*** Data for this exercise ***
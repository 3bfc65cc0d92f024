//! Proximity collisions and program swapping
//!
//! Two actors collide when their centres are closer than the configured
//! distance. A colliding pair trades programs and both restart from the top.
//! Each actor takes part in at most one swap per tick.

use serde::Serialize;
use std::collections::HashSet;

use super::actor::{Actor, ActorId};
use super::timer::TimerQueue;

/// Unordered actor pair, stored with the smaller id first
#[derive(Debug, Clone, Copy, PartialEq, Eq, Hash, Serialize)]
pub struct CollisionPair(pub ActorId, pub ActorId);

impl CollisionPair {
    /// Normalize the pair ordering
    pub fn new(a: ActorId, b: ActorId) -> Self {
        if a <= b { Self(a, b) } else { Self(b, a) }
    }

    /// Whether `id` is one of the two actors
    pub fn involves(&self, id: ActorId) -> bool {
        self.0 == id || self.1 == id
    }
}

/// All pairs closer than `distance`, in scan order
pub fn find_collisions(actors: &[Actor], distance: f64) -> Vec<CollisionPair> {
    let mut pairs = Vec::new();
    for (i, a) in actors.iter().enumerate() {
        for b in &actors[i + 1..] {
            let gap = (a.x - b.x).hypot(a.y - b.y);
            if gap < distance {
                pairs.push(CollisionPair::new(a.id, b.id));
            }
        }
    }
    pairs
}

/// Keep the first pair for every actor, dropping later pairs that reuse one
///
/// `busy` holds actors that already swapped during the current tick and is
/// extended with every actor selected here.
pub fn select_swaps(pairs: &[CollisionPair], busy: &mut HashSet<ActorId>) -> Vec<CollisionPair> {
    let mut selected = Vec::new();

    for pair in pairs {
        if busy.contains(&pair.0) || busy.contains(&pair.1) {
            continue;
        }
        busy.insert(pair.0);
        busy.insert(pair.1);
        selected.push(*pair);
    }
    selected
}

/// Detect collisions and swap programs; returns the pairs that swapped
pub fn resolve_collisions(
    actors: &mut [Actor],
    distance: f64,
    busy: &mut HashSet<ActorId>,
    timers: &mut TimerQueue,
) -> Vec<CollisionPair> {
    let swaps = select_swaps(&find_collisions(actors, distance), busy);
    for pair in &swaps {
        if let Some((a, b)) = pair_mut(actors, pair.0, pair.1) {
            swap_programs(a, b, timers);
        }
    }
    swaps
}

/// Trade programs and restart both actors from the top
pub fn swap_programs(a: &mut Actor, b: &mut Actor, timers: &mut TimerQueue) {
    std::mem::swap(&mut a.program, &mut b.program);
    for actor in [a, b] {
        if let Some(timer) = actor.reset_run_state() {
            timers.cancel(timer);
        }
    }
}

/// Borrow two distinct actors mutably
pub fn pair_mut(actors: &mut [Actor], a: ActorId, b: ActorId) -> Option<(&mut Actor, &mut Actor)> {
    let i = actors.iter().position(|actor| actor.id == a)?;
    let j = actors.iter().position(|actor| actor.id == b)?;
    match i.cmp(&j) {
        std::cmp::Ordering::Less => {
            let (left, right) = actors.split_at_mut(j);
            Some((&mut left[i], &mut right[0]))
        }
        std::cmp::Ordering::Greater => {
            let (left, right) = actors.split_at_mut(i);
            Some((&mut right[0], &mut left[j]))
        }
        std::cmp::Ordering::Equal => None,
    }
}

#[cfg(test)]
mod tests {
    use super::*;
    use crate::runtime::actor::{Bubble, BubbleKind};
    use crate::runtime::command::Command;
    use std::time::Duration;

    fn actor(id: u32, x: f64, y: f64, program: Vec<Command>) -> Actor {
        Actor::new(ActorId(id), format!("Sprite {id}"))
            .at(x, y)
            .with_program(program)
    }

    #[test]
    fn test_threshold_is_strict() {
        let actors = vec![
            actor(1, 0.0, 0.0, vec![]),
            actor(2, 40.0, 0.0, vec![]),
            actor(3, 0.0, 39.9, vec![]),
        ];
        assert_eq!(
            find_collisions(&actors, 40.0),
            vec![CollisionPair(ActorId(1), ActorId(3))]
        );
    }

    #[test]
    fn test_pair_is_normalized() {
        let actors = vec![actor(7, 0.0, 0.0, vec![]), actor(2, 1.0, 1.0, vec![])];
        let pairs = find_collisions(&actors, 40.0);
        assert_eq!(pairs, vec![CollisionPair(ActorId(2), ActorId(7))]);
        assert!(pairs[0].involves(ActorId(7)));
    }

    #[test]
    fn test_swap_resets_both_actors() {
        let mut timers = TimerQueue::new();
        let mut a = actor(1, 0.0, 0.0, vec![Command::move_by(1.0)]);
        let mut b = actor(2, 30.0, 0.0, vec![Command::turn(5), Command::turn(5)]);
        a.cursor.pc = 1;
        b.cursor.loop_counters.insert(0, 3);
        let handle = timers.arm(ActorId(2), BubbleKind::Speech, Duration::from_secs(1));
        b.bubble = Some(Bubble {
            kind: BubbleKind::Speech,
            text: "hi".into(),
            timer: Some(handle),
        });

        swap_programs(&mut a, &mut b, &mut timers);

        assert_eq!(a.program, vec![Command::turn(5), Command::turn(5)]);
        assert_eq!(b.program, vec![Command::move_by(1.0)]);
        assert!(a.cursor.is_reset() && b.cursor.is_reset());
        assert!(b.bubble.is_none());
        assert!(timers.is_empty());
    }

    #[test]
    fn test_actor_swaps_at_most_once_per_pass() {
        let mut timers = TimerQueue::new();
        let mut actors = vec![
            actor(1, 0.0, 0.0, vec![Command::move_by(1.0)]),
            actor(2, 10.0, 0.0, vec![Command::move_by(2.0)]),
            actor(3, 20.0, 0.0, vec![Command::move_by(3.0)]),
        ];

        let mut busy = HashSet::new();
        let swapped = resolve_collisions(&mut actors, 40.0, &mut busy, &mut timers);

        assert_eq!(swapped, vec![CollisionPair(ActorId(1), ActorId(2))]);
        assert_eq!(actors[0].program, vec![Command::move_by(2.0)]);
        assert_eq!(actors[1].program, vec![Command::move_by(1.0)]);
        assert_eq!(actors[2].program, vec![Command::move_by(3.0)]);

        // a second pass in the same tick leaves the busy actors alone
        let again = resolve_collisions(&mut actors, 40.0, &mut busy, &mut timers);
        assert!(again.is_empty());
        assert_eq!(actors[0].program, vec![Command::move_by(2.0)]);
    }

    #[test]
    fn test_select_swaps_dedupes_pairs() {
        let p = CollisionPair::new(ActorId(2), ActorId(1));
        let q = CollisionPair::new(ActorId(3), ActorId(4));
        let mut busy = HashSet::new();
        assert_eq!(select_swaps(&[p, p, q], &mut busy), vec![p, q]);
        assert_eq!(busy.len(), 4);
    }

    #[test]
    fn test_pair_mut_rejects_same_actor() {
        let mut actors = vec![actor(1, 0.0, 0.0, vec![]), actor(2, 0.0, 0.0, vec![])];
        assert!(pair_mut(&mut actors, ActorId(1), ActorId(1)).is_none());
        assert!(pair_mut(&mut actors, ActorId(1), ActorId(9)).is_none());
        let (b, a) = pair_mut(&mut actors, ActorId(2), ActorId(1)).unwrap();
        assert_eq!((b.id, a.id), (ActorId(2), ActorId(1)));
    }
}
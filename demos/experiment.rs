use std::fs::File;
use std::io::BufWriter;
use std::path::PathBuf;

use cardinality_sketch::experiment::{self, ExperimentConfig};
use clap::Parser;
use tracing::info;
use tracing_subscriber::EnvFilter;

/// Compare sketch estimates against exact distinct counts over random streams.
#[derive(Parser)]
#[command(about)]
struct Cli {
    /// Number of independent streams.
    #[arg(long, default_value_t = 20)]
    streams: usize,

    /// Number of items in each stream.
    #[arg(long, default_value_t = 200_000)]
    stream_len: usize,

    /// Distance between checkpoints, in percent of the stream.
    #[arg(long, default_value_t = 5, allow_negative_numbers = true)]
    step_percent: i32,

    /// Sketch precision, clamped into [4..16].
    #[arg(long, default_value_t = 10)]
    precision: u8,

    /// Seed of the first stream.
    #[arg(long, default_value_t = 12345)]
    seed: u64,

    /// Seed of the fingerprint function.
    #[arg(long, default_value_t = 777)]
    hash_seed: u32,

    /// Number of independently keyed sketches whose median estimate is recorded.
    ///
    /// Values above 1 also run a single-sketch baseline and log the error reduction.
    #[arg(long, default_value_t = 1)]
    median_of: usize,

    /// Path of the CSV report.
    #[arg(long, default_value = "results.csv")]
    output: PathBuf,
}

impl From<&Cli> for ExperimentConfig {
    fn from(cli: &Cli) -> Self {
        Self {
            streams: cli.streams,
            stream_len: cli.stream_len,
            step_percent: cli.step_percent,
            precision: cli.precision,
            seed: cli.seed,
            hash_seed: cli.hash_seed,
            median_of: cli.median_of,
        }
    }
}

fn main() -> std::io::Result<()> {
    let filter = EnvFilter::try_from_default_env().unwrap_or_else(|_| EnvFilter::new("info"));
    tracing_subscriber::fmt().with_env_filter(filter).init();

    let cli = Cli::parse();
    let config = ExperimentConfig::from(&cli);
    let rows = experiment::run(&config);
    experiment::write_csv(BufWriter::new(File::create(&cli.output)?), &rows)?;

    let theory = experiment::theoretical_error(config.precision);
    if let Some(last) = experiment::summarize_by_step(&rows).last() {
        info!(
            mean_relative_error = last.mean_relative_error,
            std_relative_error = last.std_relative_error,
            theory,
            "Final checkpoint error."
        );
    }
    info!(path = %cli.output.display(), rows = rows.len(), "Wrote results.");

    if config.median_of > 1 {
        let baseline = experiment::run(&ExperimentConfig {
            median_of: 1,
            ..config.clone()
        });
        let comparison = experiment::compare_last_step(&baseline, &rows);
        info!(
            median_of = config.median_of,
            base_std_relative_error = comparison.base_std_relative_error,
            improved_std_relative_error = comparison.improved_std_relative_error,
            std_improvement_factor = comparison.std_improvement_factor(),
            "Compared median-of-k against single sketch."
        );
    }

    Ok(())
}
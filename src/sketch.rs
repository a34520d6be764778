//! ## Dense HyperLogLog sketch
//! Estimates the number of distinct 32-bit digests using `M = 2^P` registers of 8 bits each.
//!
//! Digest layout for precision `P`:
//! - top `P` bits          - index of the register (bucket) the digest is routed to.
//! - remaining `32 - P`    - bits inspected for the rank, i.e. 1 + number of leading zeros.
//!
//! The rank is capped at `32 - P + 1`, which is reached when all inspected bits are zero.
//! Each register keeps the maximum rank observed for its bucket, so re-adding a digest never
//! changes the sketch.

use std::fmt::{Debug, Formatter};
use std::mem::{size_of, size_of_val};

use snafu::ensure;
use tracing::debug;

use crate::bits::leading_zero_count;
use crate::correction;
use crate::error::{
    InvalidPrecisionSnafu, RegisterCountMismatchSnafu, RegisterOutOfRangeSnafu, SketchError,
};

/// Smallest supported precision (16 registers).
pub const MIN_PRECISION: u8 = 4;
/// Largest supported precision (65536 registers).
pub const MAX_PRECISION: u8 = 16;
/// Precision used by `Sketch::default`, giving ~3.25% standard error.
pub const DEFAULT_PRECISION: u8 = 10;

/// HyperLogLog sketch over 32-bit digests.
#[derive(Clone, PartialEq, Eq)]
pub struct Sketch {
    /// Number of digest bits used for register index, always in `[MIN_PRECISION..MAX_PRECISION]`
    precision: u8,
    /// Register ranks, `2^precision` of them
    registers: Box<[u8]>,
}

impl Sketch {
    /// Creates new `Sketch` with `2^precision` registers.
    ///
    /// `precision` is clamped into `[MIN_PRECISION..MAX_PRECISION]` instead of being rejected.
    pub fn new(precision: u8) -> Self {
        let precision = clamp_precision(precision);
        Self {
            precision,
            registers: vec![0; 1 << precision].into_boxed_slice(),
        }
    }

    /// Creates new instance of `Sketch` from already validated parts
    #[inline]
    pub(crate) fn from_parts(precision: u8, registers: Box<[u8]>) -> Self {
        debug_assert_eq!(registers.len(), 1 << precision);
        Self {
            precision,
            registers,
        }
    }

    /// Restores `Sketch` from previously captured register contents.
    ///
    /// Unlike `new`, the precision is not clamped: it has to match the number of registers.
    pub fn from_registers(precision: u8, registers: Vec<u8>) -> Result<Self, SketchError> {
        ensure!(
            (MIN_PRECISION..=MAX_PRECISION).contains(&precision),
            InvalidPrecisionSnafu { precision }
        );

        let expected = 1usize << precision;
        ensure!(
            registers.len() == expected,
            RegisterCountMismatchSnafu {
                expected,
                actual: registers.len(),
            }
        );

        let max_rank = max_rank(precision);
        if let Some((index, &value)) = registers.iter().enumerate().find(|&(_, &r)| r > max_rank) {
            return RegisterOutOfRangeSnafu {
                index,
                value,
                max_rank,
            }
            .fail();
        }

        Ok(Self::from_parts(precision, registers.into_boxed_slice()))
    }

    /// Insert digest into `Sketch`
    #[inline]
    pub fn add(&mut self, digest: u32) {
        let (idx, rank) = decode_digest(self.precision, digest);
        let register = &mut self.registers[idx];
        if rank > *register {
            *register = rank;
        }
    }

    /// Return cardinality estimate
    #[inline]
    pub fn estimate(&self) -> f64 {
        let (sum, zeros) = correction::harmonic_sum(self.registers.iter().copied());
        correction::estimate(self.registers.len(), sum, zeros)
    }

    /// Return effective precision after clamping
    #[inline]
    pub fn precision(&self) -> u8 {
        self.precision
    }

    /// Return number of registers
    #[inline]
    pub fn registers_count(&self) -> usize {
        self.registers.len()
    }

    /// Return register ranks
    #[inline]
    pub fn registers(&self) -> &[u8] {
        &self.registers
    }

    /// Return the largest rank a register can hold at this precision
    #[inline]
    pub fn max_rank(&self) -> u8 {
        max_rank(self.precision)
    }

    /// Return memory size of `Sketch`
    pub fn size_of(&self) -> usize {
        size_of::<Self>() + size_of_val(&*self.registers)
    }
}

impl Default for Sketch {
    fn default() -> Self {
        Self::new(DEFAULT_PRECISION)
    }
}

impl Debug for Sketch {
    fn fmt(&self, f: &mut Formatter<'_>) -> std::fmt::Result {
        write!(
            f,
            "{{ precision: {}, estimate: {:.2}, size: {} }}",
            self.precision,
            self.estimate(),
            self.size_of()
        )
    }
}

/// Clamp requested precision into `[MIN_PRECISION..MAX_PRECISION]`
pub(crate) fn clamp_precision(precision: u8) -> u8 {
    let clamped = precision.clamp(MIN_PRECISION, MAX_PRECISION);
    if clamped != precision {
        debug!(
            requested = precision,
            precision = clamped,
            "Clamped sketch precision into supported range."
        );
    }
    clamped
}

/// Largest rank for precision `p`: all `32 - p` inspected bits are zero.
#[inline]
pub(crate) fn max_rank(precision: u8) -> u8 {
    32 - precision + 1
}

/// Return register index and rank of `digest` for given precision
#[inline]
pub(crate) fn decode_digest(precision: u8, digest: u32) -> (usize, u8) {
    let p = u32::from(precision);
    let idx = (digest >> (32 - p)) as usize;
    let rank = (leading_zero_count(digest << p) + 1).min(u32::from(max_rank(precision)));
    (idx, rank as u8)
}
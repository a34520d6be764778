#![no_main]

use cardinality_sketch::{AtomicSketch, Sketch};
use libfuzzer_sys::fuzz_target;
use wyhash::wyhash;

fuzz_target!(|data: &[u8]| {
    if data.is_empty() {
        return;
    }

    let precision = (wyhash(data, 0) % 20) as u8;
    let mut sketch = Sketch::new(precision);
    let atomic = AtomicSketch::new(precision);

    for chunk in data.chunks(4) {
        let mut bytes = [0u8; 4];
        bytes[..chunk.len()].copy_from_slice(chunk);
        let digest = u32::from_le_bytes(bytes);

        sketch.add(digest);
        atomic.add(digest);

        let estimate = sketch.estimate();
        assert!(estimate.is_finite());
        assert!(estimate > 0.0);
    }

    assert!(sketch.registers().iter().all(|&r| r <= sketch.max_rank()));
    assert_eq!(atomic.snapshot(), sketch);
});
*** End of Data for this exercise ***
◆ What needs to be done: Across the data above, count the lines that include the word "BubbleKind", and respond with the number alone.

◆ Answer: 3